● **EXERCISE DATA**:
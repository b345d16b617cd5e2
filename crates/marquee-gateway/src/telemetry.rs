use tracing_subscriber::EnvFilter;

use crate::cli::LogFormat;

const DEFAULT_FILTER: &str = "info";

/// Installs the global tracing subscriber.
///
/// The filter comes from `RUST_LOG`, falling back to `info`.
pub fn init(format: LogFormat) {
    let filter =
        EnvFilter::try_from_default_env().unwrap_or_else(|_| EnvFilter::new(DEFAULT_FILTER));

    match format {
        LogFormat::Text => tracing_subscriber::fmt().with_env_filter(filter).init(),
        LogFormat::Json => tracing_subscriber::fmt()
            .json()
            .with_env_filter(filter)
            .init(),
    }
}
use crate::error::StorageError;
use crate::id::MovieId;
use crate::movie::{Movie, MoviePatch};
use async_trait::async_trait;

type Result<T> = std::result::Result<T, StorageError>;

/// A read-only view of the movie store.
#[async_trait]
pub trait ReadRepository: Send + Sync + 'static {
    /// Returns every movie in insertion order, or only those carrying a
    /// genre that matches `genre` case-insensitively.
    async fn list(&self, genre: Option<&str>) -> Result<Vec<Movie>>;

    /// Retrieves the movie with the given id.
    /// Returns `None` if no such movie exists.
    async fn get(&self, id: &MovieId) -> Result<Option<Movie>>;
}

/// The authoritative, ordered movie store.
#[async_trait]
pub trait Repository: ReadRepository {
    /// Appends a movie. Returns `Err(Conflict)` if its id is already stored.
    async fn insert(&self, movie: Movie) -> Result<Movie>;

    /// Removes the movie with the given id.
    /// Returns `true` if the record existed and was removed.
    async fn remove(&self, id: &MovieId) -> Result<bool>;

    /// Merges `patch` into the stored movie and returns the merged record.
    ///
    /// Returns `None` without touching the store if no such movie exists.
    /// Returns `Err(Rejected)` and leaves the record unchanged if the merged
    /// result no longer satisfies the schema.
    async fn update(&self, id: &MovieId, patch: &MoviePatch) -> Result<Option<Movie>>;
}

● **WORK TO COMPLETE**: Starting at the line that contains "satisfies the schema." and ending at the last line of the data, repeat each line exactly; include nothing else.

● **RESULT OF THE EXERCISE**:
    /// result no longer satisfies the schema.
    async fn update(&self, id: &MovieId, patch: &MoviePatch) -> Result<Option<Movie>>;
}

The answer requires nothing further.